(Provided information):
/---

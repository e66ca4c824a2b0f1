//! `:root { --name: value; }` stylesheets, one per token file.

use regex::Regex;

use tokens_model::{Domain, DomainRules, FileId, FileLayout, Namespace, Token, TokenMap, TokenStore};
use tokens_refs::Resolver;

use crate::config::ProjectorConfig;
use crate::error::{ProjectError, Result};
use crate::naming::{css_var, css_var_for_pointer};

const PRIMITIVE_VAR_PREFIX: &str = "--primitive-";
const FONT_SIZE_PREFIX: &str = "font-size-";
const FONT_WEIGHT_KEY: &str = "font-weight";

/// Coarse buckets of a semantic color stylesheet, in output order
const SEMANTIC_COLOR_GROUPS: [&str; 7] = [
    "Background",
    "On Background",
    "Surface",
    "On Surface",
    "Stroke",
    "Scrim",
    "Other",
];

#[derive(Debug, Default)]
struct Section {
    label: Option<String>,
    lines: Vec<(String, String)>,
}

impl Section {
    fn labelled(label: impl Into<String>) -> Self {
        Self {
            label: Some(label.into()),
            lines: Vec::new(),
        }
    }
}

/// Renders token files as CSS custom properties
#[derive(Debug)]
pub struct CssProjector {
    header: Vec<String>,
    color_groups: Vec<(String, Regex)>,
    other_colors_label: String,
}

impl CssProjector {
    pub fn new(config: &ProjectorConfig) -> Result<Self> {
        let color_groups = config
            .color_groups
            .iter()
            .map(|group| {
                Regex::new(&group.pattern)
                    .map(|regex| (group.label.clone(), regex))
                    .map_err(|source| ProjectError::Pattern {
                        pattern: group.pattern.clone(),
                        source,
                    })
            })
            .collect::<Result<Vec<_>>>()?;
        Ok(Self {
            header: config.header.clone(),
            color_groups,
            other_colors_label: config.other_colors_label.clone(),
        })
    }

    /// Stylesheet text for one file. `store` resolves semantic references.
    pub fn render(&self, id: &FileId, file: &Token, store: &TokenStore) -> Result<String> {
        let layout = FileLayout::from_file_name(&id.file).ok_or_else(|| ProjectError::UnknownLayout {
            file: id.to_string(),
        })?;
        let root_path = layout.root();
        let root = file
            .get_path(&root_path)
            .and_then(Token::as_node)
            .ok_or_else(|| ProjectError::shape(id.to_string(), format!("no '{}' object", root_path.join("."))))?;
        let rules = layout.domain.rules();

        let sections = match (layout.namespace, layout.domain) {
            (Namespace::Primitive, Domain::Color) => self.color_primitive(root, rules),
            (Namespace::Primitive, Domain::Typography) => typography_primitive(root, rules),
            (Namespace::Semantic, Domain::Color) => semantic_color(id, root, store, rules),
            _ => vec![Section {
                label: None,
                lines: flat_lines(&root_path, root, rules),
            }],
        };

        let mut out = crate::naming::block_comment(&self.header);
        out.push_str(&format!(
            "/* {}.css */\n\n/* ----------------------------------------\n{}\n---------------------------------------- */\n\n:root {{\n",
            id.file,
            title(&id.file, layout)
        ));
        for section in sections.iter().filter(|section| !section.lines.is_empty()) {
            if let Some(label) = &section.label {
                out.push_str(&format!("\n\t/* {label} */\n"));
            }
            for (name, value) in &section.lines {
                out.push_str(&format!("\t{name}: {value};\n"));
            }
        }
        out.push_str("}\n");
        Ok(out)
    }

    fn color_primitive(&self, root: &TokenMap, rules: &DomainRules) -> Vec<Section> {
        let mut sections: Vec<Section> = self
            .color_groups
            .iter()
            .map(|(label, _)| Section::labelled(label.as_str()))
            .chain(std::iter::once(Section::labelled(self.other_colors_label.as_str())))
            .collect();
        let other = self.color_groups.len();

        for (key, token) in root {
            let slot = self
                .color_groups
                .iter()
                .position(|(_, regex)| regex.is_match(key))
                .unwrap_or(other);
            let prefix = ["primitive".to_string(), "color".to_string(), key.clone()];
            sections[slot].lines.extend(subtree_lines(&prefix, token, rules));
        }
        sections
    }
}

fn typography_primitive(root: &TokenMap, rules: &DomainRules) -> Vec<Section> {
    let mut sizes: Vec<(&String, &Token)> = root
        .iter()
        .filter(|(key, _)| key.starts_with(FONT_SIZE_PREFIX))
        .collect();
    sizes.sort_by_key(|(key, _)| rules.numeric_family(key).map_or(0, |(_, n)| n));

    let weight_prefix = format!("{FONT_WEIGHT_KEY}-");
    let mut weight_keys: Vec<(&String, &Token)> = root
        .iter()
        .filter(|(key, _)| key.starts_with(&weight_prefix))
        .collect();
    weight_keys.sort_by(|a, b| a.0.cmp(b.0));

    let mut others: Vec<(&String, &Token)> = root
        .iter()
        .filter(|(key, _)| {
            !key.starts_with(FONT_SIZE_PREFIX) && !key.starts_with(&weight_prefix) && *key != FONT_WEIGHT_KEY
        })
        .collect();
    others.sort_by(|a, b| a.0.cmp(b.0));

    let section = |label: &str, entries: &[(&String, &Token)]| {
        let mut section = Section::labelled(label);
        for (key, token) in entries {
            let prefix = ["primitive".to_string(), (*key).clone()];
            section.lines.extend(subtree_lines(&prefix, token, rules));
        }
        section
    };

    let mut weights = Section::labelled("Font Weights");
    if let Some(Token::Node(map)) = root.get(FONT_WEIGHT_KEY) {
        for (weight, token) in map {
            let prefix = ["primitive".to_string(), FONT_WEIGHT_KEY.to_string(), weight.clone()];
            weights.lines.extend(subtree_lines(&prefix, token, rules));
        }
    }

    vec![
        section("Font Sizes", &sizes),
        section("Font Weight Tokens", &weight_keys),
        weights,
        section("Other Typography", &others),
    ]
}

fn semantic_color(id: &FileId, root: &TokenMap, store: &TokenStore, rules: &DomainRules) -> Vec<Section> {
    let resolver = Resolver::new(store);
    let mut sections: Vec<Section> = SEMANTIC_COLOR_GROUPS.iter().map(|label| Section::labelled(*label)).collect();
    let base = ["semantic".to_string(), "color".to_string()];

    for (key, token) in root {
        let prefix: Vec<String> = base.iter().cloned().chain([key.clone()]).collect();
        for (path, leaf) in Token::leaves(token) {
            if let Token::Reference(reference) = leaf {
                if let Err(err) = resolver.resolve(&reference.pointer) {
                    log::warn!("{id}: {err}");
                }
            }
            let full: Vec<String> = prefix.iter().cloned().chain(path).collect();
            let Some(value) = css_value(&full, leaf, rules) else {
                continue;
            };
            let slot = semantic_color_group(&full[base.len()..]);
            sections[slot].lines.push((css_var(full.as_slice()), value));
        }
    }
    sections
}

/// Index into [`SEMANTIC_COLOR_GROUPS`] inferred from the path below `semantic.color`
fn semantic_color_group(path: &[String]) -> usize {
    let joined = path.join("-").to_lowercase();
    let on = |what: &str| joined.starts_with(&format!("on-{what}")) || joined.contains(&format!("on{what}"));
    if on("background") {
        1
    } else if on("surface") {
        3
    } else if joined.contains("background") {
        0
    } else if joined.contains("surface") {
        2
    } else if joined.contains("stroke") {
        4
    } else if joined.contains("scrim") {
        5
    } else {
        6
    }
}

fn flat_lines(prefix: &[String], root: &TokenMap, rules: &DomainRules) -> Vec<(String, String)> {
    root.iter()
        .flat_map(|(key, token)| {
            let prefix: Vec<String> = prefix.iter().cloned().chain([key.clone()]).collect();
            subtree_lines(&prefix, token, rules)
        })
        .collect()
}

/// One line per leaf of `token`, named after `prefix` plus the leaf path
fn subtree_lines(prefix: &[String], token: &Token, rules: &DomainRules) -> Vec<(String, String)> {
    token
        .leaves()
        .into_iter()
        .filter_map(|(path, leaf)| {
            let full: Vec<String> = prefix.iter().cloned().chain(path).collect();
            css_value(&full, leaf, rules).map(|value| (css_var(full.as_slice()), value))
        })
        .collect()
}

fn css_value(path: &[String], token: &Token, rules: &DomainRules) -> Option<String> {
    match token {
        Token::Literal(scalar) => {
            let text = rules.format_value(path, scalar).coerce();
            if text.starts_with(PRIMITIVE_VAR_PREFIX) {
                Some(format!("var({text})"))
            } else {
                Some(text)
            }
        }
        Token::Reference(reference) => match css_var_for_pointer(&reference.pointer) {
            Some(name) => Some(format!("var({name})")),
            None => {
                log::warn!("Dropping {}: malformed pointer '{}'", path.join("."), reference.pointer);
                None
            }
        },
        Token::Node(_) => None,
    }
}

fn title(file: &str, layout: FileLayout) -> String {
    let namespace = capitalize(layout.namespace.as_str());
    let domain = capitalize(layout.domain.as_str());
    let mode = file
        .strip_prefix(&format!("{}-{}-", layout.domain, layout.namespace.as_str()))
        .filter(|mode| !mode.is_empty());
    match mode {
        Some(mode) => format!("{namespace} {domain} Tokens ({mode})"),
        None => format!("{namespace} {domain} Tokens"),
    }
}

fn capitalize(word: &str) -> String {
    let mut chars = word.chars();
    match chars.next() {
        Some(first) => first.to_uppercase().chain(chars).collect(),
        None => String::new(),
    }
}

\---

(Exercise):
Go line by line through the data and copy any that contain "scalar".

(Worked solution):
        Token::Literal(scalar) => {
            let text = rules.format_value(path, scalar).coerce();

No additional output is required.